**Task prompt**
Restate the records in full, keeping every word as it is.

**Given information**
....
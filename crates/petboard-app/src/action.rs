//! Application side-effects.
//!
//! This module defines the [`AppAction`] enum, which represents instructions
//! produced by the [`crate::ForumApp`] state machine for the runtime to
//! execute.

use petboard_core::{DetailRequest, ListTicket, Revision};
use petboard_proto::{CreateForum, ForumId, UpdateForum};

/// Actions produced by the app state machine.
#[derive(Debug, Clone, PartialEq, Eq)]
pub enum AppAction {
    /// State changed; redraw.
    Render,

    /// Perform a backend request.
    Request(ApiCall),
}

/// A backend request, tagged with what its completion needs to be routed.
#[derive(Debug, Clone, PartialEq, Eq)]
pub enum ApiCall {
    /// Load one list page.
    LoadList {
        /// Target the response belongs to.
        ticket: ListTicket,
        /// Cache revision when the load was issued.
        revision: Revision,
    },

    /// Detail view request.
    Detail {
        /// Request, carrying the detail view token.
        request: DetailRequest,
        /// Cache revision when the request was issued.
        revision: Revision,
    },

    /// Create a forum post.
    CreateForum {
        /// Validated body.
        body: CreateForum,
    },

    /// Edit a forum post.
    UpdateForum {
        /// Post to edit.
        forum_id: ForumId,
        /// Validated body.
        body: UpdateForum,
    },

    /// Delete a forum post.
    DeleteForum {
        /// Post to delete.
        forum_id: ForumId,
    },
}

impl ApiCall {
    /// Whether the call changes server state.
    pub fn is_write(&self) -> bool {
        match self {
            Self::LoadList { .. } => false,
            Self::Detail { request, .. } => matches!(
                request,
                DetailRequest::CreateComment { .. }
                    | DetailRequest::UpdateComment { .. }
                    | DetailRequest::DeleteComment { .. }
                    | DetailRequest::ToggleLike { .. }
            ),
            Self::CreateForum { .. } | Self::UpdateForum { .. } | Self::DeleteForum { .. } => true,
        }
    }
}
....
**Problem solution**
filename crates/petboard-app/src/action.rs
//! Application side-effects.
//!
//! This module defines the [`AppAction`] enum, which represents instructions
//! produced by the [`crate::ForumApp`] state machine for the runtime to
//! execute.

use petboard_core::{DetailRequest, ListTicket, Revision};
use petboard_proto::{CreateForum, ForumId, UpdateForum};

/// Actions produced by the app state machine.
#[derive(Debug, Clone, PartialEq, Eq)]
pub enum AppAction {
    /// State changed; redraw.
    Render,

    /// Perform a backend request.
    Request(ApiCall),
}

/// A backend request, tagged with what its completion needs to be routed.
#[derive(Debug, Clone, PartialEq, Eq)]
pub enum ApiCall {
    /// Load one list page.
    LoadList {
        /// Target the response belongs to.
        ticket: ListTicket,
        /// Cache revision when the load was issued.
        revision: Revision,
    },

    /// Detail view request.
    Detail {
        /// Request, carrying the detail view token.
        request: DetailRequest,
        /// Cache revision when the request was issued.
        revision: Revision,
    },

    /// Create a forum post.
    CreateForum {
        /// Validated body.
        body: CreateForum,
    },

    /// Edit a forum post.
    UpdateForum {
        /// Post to edit.
        forum_id: ForumId,
        /// Validated body.
        body: UpdateForum,
    },

    /// Delete a forum post.
    DeleteForum {
        /// Post to delete.
        forum_id: ForumId,
    },
}

impl ApiCall {
    /// Whether the call changes server state.
    pub fn is_write(&self) -> bool {
        match self {
            Self::LoadList { .. } => false,
            Self::Detail { request, .. } => matches!(
                request,
                DetailRequest::CreateComment { .. }
                    | DetailRequest::UpdateComment { .. }
                    | DetailRequest::DeleteComment { .. }
                    | DetailRequest::ToggleLike { .. }
            ),
            Self::CreateForum { .. } | Self::UpdateForum { .. } | Self::DeleteForum { .. } => true,
        }
    }
}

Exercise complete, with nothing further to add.